Stored items
+ + +

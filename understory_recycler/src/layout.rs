// Copyright 2025 the Understory Authors
// SPDX-License-Identifier: Apache-2.0 OR MIT

//! Grid layout parameters and the pure formulas derived from them.
//!
//! Everything here is a function of the element size, the two spacings, the
//! scroll axis, and the viewport size. Nothing depends on the number of
//! records except [`line_count`] and [`GridLayout::content_extent`].

use kurbo::Size;

use crate::ScrollAxis;
use crate::util::{ceil_to_isize, floor_to_isize};

/// Smallest extent an element may have along either axis.
pub const MIN_ELEMENT_EXTENT: f64 = 1.0;

/// Smallest distance between the starts of two consecutive elements or lines.
///
/// Spacings may be negative so that elements overlap, but a pitch below this
/// value would make the index math degenerate and is clamped.
pub const MIN_PITCH: f64 = 1.0;

/// Layout parameters for a recycled grid.
///
/// - `element_size` is the footprint of a single element. Each component is
///   clamped to at least [`MIN_ELEMENT_EXTENT`].
/// - `element_spacing` separates elements within a line (cross axis).
/// - `line_spacing` separates consecutive lines (scroll axis).
///
/// Both spacings may be negative to make elements or lines overlap.
#[derive(Copy, Clone, Debug, PartialEq)]
pub struct GridLayout {
    element_size: Size,
    element_spacing: f64,
    line_spacing: f64,
}

impl Default for GridLayout {
    fn default() -> Self {
        Self {
            element_size: Size::new(MIN_ELEMENT_EXTENT, MIN_ELEMENT_EXTENT),
            element_spacing: 0.0,
            line_spacing: 0.0,
        }
    }
}

impl GridLayout {
    /// Creates a layout, clamping degenerate parameters.
    #[must_use]
    pub fn new(element_size: Size, element_spacing: f64, line_spacing: f64) -> Self {
        Self {
            element_size: clamp_size(element_size),
            element_spacing: sanitize_spacing(element_spacing),
            line_spacing: sanitize_spacing(line_spacing),
        }
    }

    /// Returns this layout with a different element size.
    #[must_use]
    pub fn with_element_size(mut self, element_size: Size) -> Self {
        self.set_element_size(element_size);
        self
    }

    /// Returns this layout with a different spacing between elements of a line.
    #[must_use]
    pub fn with_element_spacing(mut self, spacing: f64) -> Self {
        self.set_element_spacing(spacing);
        self
    }

    /// Returns this layout with a different spacing between lines.
    #[must_use]
    pub fn with_line_spacing(mut self, spacing: f64) -> Self {
        self.set_line_spacing(spacing);
        self
    }

    /// Sets the element size. Components below [`MIN_ELEMENT_EXTENT`] are clamped.
    pub fn set_element_size(&mut self, element_size: Size) {
        self.element_size = clamp_size(element_size);
    }

    /// Sets the spacing between elements of a line.
    pub fn set_element_spacing(&mut self, spacing: f64) {
        self.element_spacing = sanitize_spacing(spacing);
    }

    /// Sets the spacing between lines.
    pub fn set_line_spacing(&mut self, spacing: f64) {
        self.line_spacing = sanitize_spacing(spacing);
    }

    /// Returns the (clamped) element size.
    #[must_use]
    pub const fn element_size(&self) -> Size {
        self.element_size
    }

    /// Returns the spacing between elements of a line.
    #[must_use]
    pub const fn element_spacing(&self) -> f64 {
        self.element_spacing
    }

    /// Returns the spacing between lines.
    #[must_use]
    pub const fn line_spacing(&self) -> f64 {
        self.line_spacing
    }

    /// Distance between the starts of two consecutive elements within a line.
    #[must_use]
    pub fn element_pitch(&self, axis: ScrollAxis) -> f64 {
        (self.element_spacing + axis.cross(self.element_size)).max(MIN_PITCH)
    }

    /// Distance between the starts of two consecutive lines.
    #[must_use]
    pub fn line_pitch(&self, axis: ScrollAxis) -> f64 {
        (self.line_spacing + axis.along(self.element_size)).max(MIN_PITCH)
    }

    /// Number of elements that fit in one line of a viewport.
    ///
    /// This is `1 + floor(max(0, cross_viewport - cross_element) / element_pitch)`
    /// and is always at least `1`, even when one element is wider than the viewport.
    #[must_use]
    pub fn elements_per_line(&self, axis: ScrollAxis, viewport: Size) -> usize {
        let remain = axis.cross(viewport) - axis.cross(self.element_size);
        if remain > 0.0 {
            1 + whole_steps(remain, self.element_pitch(axis))
        } else {
            1
        }
    }

    /// Extent of the scrollable content along the scroll axis for `line_count` lines.
    ///
    /// The last line contributes its element extent but no trailing spacing.
    #[must_use]
    pub fn content_extent(&self, axis: ScrollAxis, line_count: usize) -> f64 {
        if line_count == 0 {
            return 0.0;
        }
        let along = axis.along(self.element_size);
        (along + (line_count - 1) as f64 * self.line_pitch(axis)).max(0.0)
    }

    /// Number of line containers needed to cover a viewport.
    ///
    /// Two slots are always kept for the partially visible lines at either
    /// edge. The remaining viewport length after one line adds one slot per whole
    /// line pitch, plus one more when the division leaves a remainder.
    ///
    /// When negative line spacing makes lines overlap, more lines can intersect
    /// the viewport than that count suggests; the capacity is raised so that
    /// every simultaneously visible line still maps to a distinct slot.
    #[must_use]
    pub fn pool_capacity(&self, axis: ScrollAxis, viewport: Size) -> usize {
        let along = axis.along(self.element_size);
        let viewport_along = axis.along(viewport).max(0.0);
        let pitch = self.line_pitch(axis);

        let mut capacity = 2;
        let remain = viewport_along - along;
        if remain > 0.0 {
            capacity += whole_steps(remain, pitch);
            if remain % pitch != 0.0 {
                capacity += 1;
            }
        }

        let covering =
            usize::try_from(ceil_to_isize((viewport_along + along) / pitch)).unwrap_or(1);
        capacity.max(covering)
    }

    /// Offset of a line's leading edge from the start of the content.
    #[must_use]
    pub fn line_offset(&self, axis: ScrollAxis, line: usize) -> f64 {
        line as f64 * self.line_pitch(axis)
    }

    /// Signed bounds of the lines that intersect a viewport.
    ///
    /// Line `i` spans `[i * pitch, i * pitch + along)` and the viewport spans
    /// `[offset, offset + viewport_along)`. The returned `(first, last)` pair is
    /// inclusive and is not clamped to the number of lines; negative offsets
    /// (overscroll before the start) yield negative bounds. `first > last` means
    /// no line intersects the viewport.
    #[must_use]
    pub fn visible_line_bounds(
        &self,
        axis: ScrollAxis,
        offset: f64,
        viewport_along: f64,
    ) -> (isize, isize) {
        let along = axis.along(self.element_size);
        let pitch = self.line_pitch(axis);
        let first = floor_to_isize((offset - along) / pitch).saturating_add(1);
        let last = ceil_to_isize((offset + viewport_along) / pitch).saturating_sub(1);
        (first, last)
    }

    /// Scroll offset that centers `line` within a viewport of length `viewport_along`.
    ///
    /// The result is not clamped to the content.
    #[must_use]
    pub fn centered_offset(&self, axis: ScrollAxis, line: usize, viewport_along: f64) -> f64 {
        let along = axis.along(self.element_size);
        self.line_offset(axis, line) + (along - viewport_along) / 2.0
    }
}

/// Number of lines needed for `len` records at `elements_per_line` records per line.
///
/// This is `ceil(len / elements_per_line)`; an `elements_per_line` of `0` is
/// treated as `1`.
#[must_use]
pub const fn line_count(len: usize, elements_per_line: usize) -> usize {
    if elements_per_line == 0 {
        return len;
    }
    len.div_ceil(elements_per_line)
}

fn whole_steps(length: f64, pitch: f64) -> usize {
    usize::try_from(floor_to_isize(length / pitch)).unwrap_or(0)
}

fn clamp_size(size: Size) -> Size {
    // `f64::max` returns the other operand for NaN, so NaN also becomes the minimum.
    Size::new(
        size.width.max(MIN_ELEMENT_EXTENT),
        size.height.max(MIN_ELEMENT_EXTENT),
    )
}

fn sanitize_spacing(spacing: f64) -> f64 {
    debug_assert!(
        spacing.is_finite(),
        "GridLayout spacings must be finite; got {spacing:?}"
    );
    if spacing.is_finite() { spacing } else { 0.0 }
}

+ + +

**WORK REQUIRED**
Gather each line in the entries above where the string "else" is found.

**WRITTEN SOLUTION**
        } else {
    if spacing.is_finite() { spacing } else { 0.0 }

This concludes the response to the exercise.